A pochi giorni dall’approvazione della legge anti-propaganda LGBT+ in Ungheria, migliaia di persone nella vicina Polonia si sono riversate nelle strade di Varsavia lo scorso sabato per l’annuale parata del Pride (Parada Równości). Nonostante le restrizioni per contrastare il covid-19, la marcia per l’uguaglianza si è tenuta ugualmente, anche se in forma ridotta.
Doppia radicalizzazione
La parata, giunta quest’anno al suo ventesimo anniversario, arriva in un contesto molto difficile per la comunità LGBT polacca, con l’introduzione delle “LGBT free zones”, l’arresto di diversi attivisti per i diritti civili e la continua strisciante omofobia del governo a guida PiS (Diritto e Giustizia).
Pochi giorni fa, l’Ungheria di Viktor Orbán ha approvato una legge, analoga a quella vigente dal 2013 in Russia, che equipara l’omosessualità alla pedofilia e vieta la diffusione a minori di qualsiasi materiale che affronti tematiche LGBT, inclusi programmi didattici per l’educazione affettiva e sessuale. Tra i manifestanti a Varsavia è diffuso il timore che il partito al governo Diritto e Giustizia, stretto alleato di Orbán, proponga presto una legge contro la propaganda LGBT anche in Polonia, allo scopo di troncare sul nascere qualsiasi azione pubblica per i diritti civili.

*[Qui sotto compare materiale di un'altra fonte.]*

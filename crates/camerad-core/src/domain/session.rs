//! Session state for one logical camera session.
//!
//! One [`SessionState`] instance is created per session and lives until the
//! client exits.  It is **not** shared or locked: only the operation layer
//! mutates it, on the calling task, and only once the outcome of the
//! corresponding broadcast is known (or, for `expose`, just before
//! dispatch).  The controllers remain the source of truth; this struct is
//! the client's mirror of what it last successfully configured.

use std::fmt;
use std::path::PathBuf;

use thiserror::Error;

/// Image type recorded in the FITS headers of the next exposure.
///
/// The variant order matches [`ImageType::LABELS`], which follows the
/// controllers' own type table.  Only the label travels on the wire.
#[derive(Debug, Clone, Copy, PartialEq, Eq, Default)]
pub enum ImageType {
    Object,
    Bias,
    Dark,
    DomeFlat,
    TwilightFlat,
    Focus,
    Pointing,
    #[default]
    Test,
    Illumination,
    Fringe,
    Seeing,
    Other,
}

/// Error returned when an image-type label is not one of the known names.
#[derive(Debug, Error, PartialEq, Eq)]
#[error("unknown image type: {0}")]
pub struct ParseImageTypeError(pub String);

impl ImageType {
    /// All known labels, in controller code order.
    pub const LABELS: [&'static str; 12] = [
        "OBJECT",
        "BIAS",
        "DARK",
        "DOME_FLAT",
        "TWILIGHT_FLAT",
        "FOCUS",
        "POINTING",
        "TEST",
        "ILLUMINATION",
        "FRINGE",
        "SEEING",
        "OTHER",
    ];

    /// The wire label for this type (e.g. `"DOME_FLAT"`).
    pub fn label(self) -> &'static str {
        Self::LABELS[self as usize]
    }
}

impl fmt::Display for ImageType {
    fn fmt(&self, f: &mut fmt::Formatter<'_>) -> fmt::Result {
        f.write_str(self.label())
    }
}

impl std::str::FromStr for ImageType {
    type Err = ParseImageTypeError;

    fn from_str(s: &str) -> Result<Self, Self::Err> {
        match s.to_ascii_uppercase().as_str() {
            "OBJECT" => Ok(ImageType::Object),
            "BIAS" => Ok(ImageType::Bias),
            "DARK" => Ok(ImageType::Dark),
            "DOME_FLAT" => Ok(ImageType::DomeFlat),
            "TWILIGHT_FLAT" => Ok(ImageType::TwilightFlat),
            "FOCUS" => Ok(ImageType::Focus),
            "POINTING" => Ok(ImageType::Pointing),
            "TEST" => Ok(ImageType::Test),
            "ILLUMINATION" => Ok(ImageType::Illumination),
            "FRINGE" => Ok(ImageType::Fringe),
            "SEEING" => Ok(ImageType::Seeing),
            "OTHER" => Ok(ImageType::Other),
            _ => Err(ParseImageTypeError(s.to_string())),
        }
    }
}

/// Camera and exposure configuration for the current session.
#[derive(Debug, Clone, PartialEq)]
pub struct SessionState {
    /// Readout mode; free-form, validated by the controllers.
    pub mode: String,
    /// Base name for the next image; must be non-empty once set.
    pub basename: String,
    /// Image type for the next exposure.
    pub image_type: ImageType,
    /// Exposure time in seconds; never negative.
    pub exposure_time: f64,
    /// Number of exposures taken per `expose`; always positive.
    pub iterations: u32,
    /// Whether controller power was last commanded on.
    pub power_on: bool,
    /// The ACF firmware file last loaded, if an explicit path was given.
    pub acf_file: Option<PathBuf>,
}

impl Default for SessionState {
    fn default() -> Self {
        Self {
            mode: "DEFAULT".to_string(),
            basename: String::new(),
            image_type: ImageType::default(),
            exposure_time: 0.0,
            iterations: 1,
            power_on: false,
            acf_file: None,
        }
    }
}

impl SessionState {
    pub fn new() -> Self {
        Self::default()
    }

    /// Resets every field to its session-start default, as done after a
    /// successful `open` sequence.
    pub fn reset(&mut self) {
        *self = Self::default();
    }
}

impl fmt::Display for SessionState {
    /// Human-readable settings report shown by the `status` subcommand.
    fn fmt(&self, f: &mut fmt::Formatter<'_>) -> fmt::Result {
        writeln!(f, "  mode          = '{}'", self.mode)?;
        writeln!(f, "  basename      = '{}'", self.basename)?;
        writeln!(f, "  type          = '{}'", self.image_type)?;
        writeln!(f, "  exptime       = {}", self.exposure_time)?;
        writeln!(f, "  iterations    = {}", self.iterations)?;
        writeln!(f, "  power         = {}", if self.power_on { "ON" } else { "OFF" })?;
        match &self.acf_file {
            Some(path) => writeln!(f, "  acf           = '{}'", path.display()),
            None => writeln!(f, "  acf           = <default>"),
        }
    }
}

// ── Tests ─────────────────────────────────────────────────────────────────────

#[cfg(test)]
mod tests {
    use super::*;

    #[test]
    fn test_defaults_match_session_start() {
        let state = SessionState::new();
        assert_eq!(state.mode, "DEFAULT");
        assert_eq!(state.basename, "");
        assert_eq!(state.image_type, ImageType::Test);
        assert_eq!(state.exposure_time, 0.0);
        assert_eq!(state.iterations, 1);
        assert!(!state.power_on);
        assert!(state.acf_file.is_none());
    }

    #[test]
    fn test_reset_restores_defaults() {
        let mut state = SessionState::new();
        state.mode = "RAW".to_string();
        state.basename = "ngc253".to_string();
        state.exposure_time = 12.5;
        state.power_on = true;
        state.reset();
        assert_eq!(state, SessionState::default());
    }

    #[test]
    fn test_image_type_parses_every_label() {
        for label in ImageType::LABELS {
            let parsed: ImageType = label.parse().expect("known label");
            assert_eq!(parsed.label(), label);
        }
    }

    #[test]
    fn test_image_type_parse_is_case_insensitive() {
        assert_eq!("dome_flat".parse::<ImageType>(), Ok(ImageType::DomeFlat));
    }

    #[test]
    fn test_image_type_rejects_unknown_label() {
        let err = "SNAPSHOT".parse::<ImageType>().unwrap_err();
        assert_eq!(err, ParseImageTypeError("SNAPSHOT".to_string()));
    }
}
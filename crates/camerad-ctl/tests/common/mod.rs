//! Shared test support: an in-process stand-in for one camerad controller
//! daemon.
//!
//! A [`MockController`] listens on an ephemeral loopback port, accepts one
//! connection, records every request line it receives, and answers each
//! line with a fixed scripted reply (or stays silent to provoke the read
//! timeout).

#![allow(dead_code)]

use std::sync::Arc;

use tokio::io::{AsyncBufReadExt, AsyncWriteExt, BufReader};
use tokio::net::TcpListener;
use tokio::sync::Mutex;

use camerad_ctl::infrastructure::network::HostEntry;

pub struct MockController {
    name: String,
    address: String,
    port: u16,
    lines: Arc<Mutex<Vec<String>>>,
}

impl MockController {
    /// Starts a controller that answers every request line with `reply`
    /// (include the trailing newline in `reply` if one is wanted).
    pub async fn start(name: &str, reply: &'static str) -> Self {
        Self::spawn(name, Some(reply)).await
    }

    /// Starts a controller that records requests but never answers, so the
    /// client's read phase times out.
    pub async fn silent(name: &str) -> Self {
        Self::spawn(name, None).await
    }

    /// Starts a controller that writes an interim `preamble` fragment, waits
    /// long enough for the client to read it separately, then answers with
    /// `reply`.
    pub async fn chatty(name: &str, preamble: &'static str, reply: &'static str) -> Self {
        let listener = TcpListener::bind("127.0.0.1:0")
            .await
            .expect("bind mock controller");
        let addr = listener.local_addr().expect("local addr");
        let lines = Arc::new(Mutex::new(Vec::new()));

        let recorded = Arc::clone(&lines);
        tokio::spawn(async move {
            let Ok((stream, _)) = listener.accept().await else {
                return;
            };
            let (read_half, mut write_half) = stream.into_split();
            let mut reader = BufReader::new(read_half);
            loop {
                let mut line = String::new();
                match reader.read_line(&mut line).await {
                    Ok(0) | Err(_) => break,
                    Ok(_) => {}
                }
                recorded.lock().await.push(line);
                if write_half.write_all(preamble.as_bytes()).await.is_err() {
                    break;
                }
                let _ = write_half.flush().await;
                tokio::time::sleep(std::time::Duration::from_millis(50)).await;
                if write_half.write_all(reply.as_bytes()).await.is_err() {
                    break;
                }
            }
        });

        Self {
            name: name.to_string(),
            address: addr.ip().to_string(),
            port: addr.port(),
            lines,
        }
    }

    async fn spawn(name: &str, reply: Option<&'static str>) -> Self {
        let listener = TcpListener::bind("127.0.0.1:0")
            .await
            .expect("bind mock controller");
        let addr = listener.local_addr().expect("local addr");
        let lines = Arc::new(Mutex::new(Vec::new()));

        let recorded = Arc::clone(&lines);
        tokio::spawn(async move {
            let Ok((stream, _)) = listener.accept().await else {
                return;
            };
            let (read_half, mut write_half) = stream.into_split();
            let mut reader = BufReader::new(read_half);
            loop {
                let mut line = String::new();
                match reader.read_line(&mut line).await {
                    Ok(0) | Err(_) => break,
                    Ok(_) => {}
                }
                recorded.lock().await.push(line);
                if let Some(reply) = reply {
                    if write_half.write_all(reply.as_bytes()).await.is_err() {
                        break;
                    }
                }
            }
        });

        Self {
            name: name.to_string(),
            address: addr.ip().to_string(),
            port: addr.port(),
            lines,
        }
    }

    /// The host entry pointing a client at this mock.
    pub fn entry(&self) -> HostEntry {
        HostEntry {
            name: self.name.clone(),
            address: self.address.clone(),
            port: self.port,
        }
    }

    /// Every request line received so far, newline included.
    pub async fn lines(&self) -> Vec<String> {
        self.lines.lock().await.clone()
    }
}

/// Host entries for a batch of mocks, in the given order.
pub fn entries(mocks: &[&MockController]) -> Vec<HostEntry> {
    mocks.iter().map(|m| m.entry()).collect()
}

In parallelo all’inasprirsi dei toni di alcuni esponenti del governo, che hanno definito la lotta per i diritti LGBT un’”ideologia peggiore del bolscevismo“, l’attivismo nell’arco dell’ultimo anno si è fatto più assertivo, provocatorio e, sotto certi aspetti, radicale. La scorsa estate l’attivista queer Margot è stata arrestata per aver assaltato un furgone pubblicitario con slogan anti-LGBT e aggredito il conducente.
L’episodio, presto degenerato in scontri tra forze dell’ordine e militanti pro-LGBT, aveva portato ad arresti di massa e diversi osservatori avevano denunciato l’uso sproporzionato della forza da parte della polizia. La “Stonewall polacca“, e i suoi echi in tutta Europa, ha segnato quest’anno come uno dei più complessi per la minoranza LGBT polacca, costretta di fatto a rafforzare la propria strategia di lotta per essere ascoltata: “Dobbiamo abbandonare il senso di vergogna, di docilità che ci opprime, smettere di scusarci“, ha affermato la stessa Margot.
Feriti ma forti
A distanza di vent’anni dalla prima manifestazione per i diritti omosessuali nel paese, la società polacca si mostra oggi sempre più polarizzata sul tema, ma il cambiamento, in particolare tra le generazioni più giovani, appare ormai evidente e persino ineluttabile. Se alle prime manifestazioni all’inizio degli anni Duemila partecipava poco più di un centinaio di persone, alle ultime edizioni – a distanza di poco più di 15 anni – hanno aderito quasi 50mila manifestanti.
Tra i partecipanti, era presente per il secondo anno consecutivo il sindaco di Varsavia Rafał Trzaskowski, del centrista Piattaforma Civica (PO), noto per aver fatto approvare dal Comune una Dichiarazione dei diritti LGBT. Si tratta della seconda edizione patrocinata dal municipio della capitale: i precedenti sindaci, incluse le personalità di orientamento più liberale, si sono sempre rifiutati di concedere il patrocinio e l’ex presidente Kaczyński aveva addirittura vietato per due anni lo svolgimento della marcia.
La parata, oltre a chiedere una legge per le unioni civili, si è concentrata sulla necessità di adottare misure concrete per contrastare l’odio verso la comunità LGBT. La questione della visibilità e della vulnerabilità della comunità è al centro delle riflessioni degli organizzatori: “Siamo feriti, ma più forti del passato. Rispetto a qualche anno fa, siamo più visibili e rumorosi. Anche l’odio omobitransfobico si è fatto più pericoloso: vedono chi siamo, ci riconoscono“, ha dichiarato Ola Kaczorek, co-presidente dell’ONG L’Amore non esclude (Miłość Nie Wyklucza).
La sempre più spietata stigmatizzazione da parte delle istituzioni e della Chiesa ha portato ILGA Europe a definire la Polonia come il peggiore stato europeo per le persone LGBT. Di fatto, la marginalizzazione della comunità ha spinto sempre più persone a schierarsi ed esporsi per rispondere alla radicalizzazione dell’omofobia. La posta in gioco, quindi, è diventata cruciale: “Non siamo più disposti a negoziare il nostro diritto ad esistere“, hanno affermato gli organizzatori del Pride.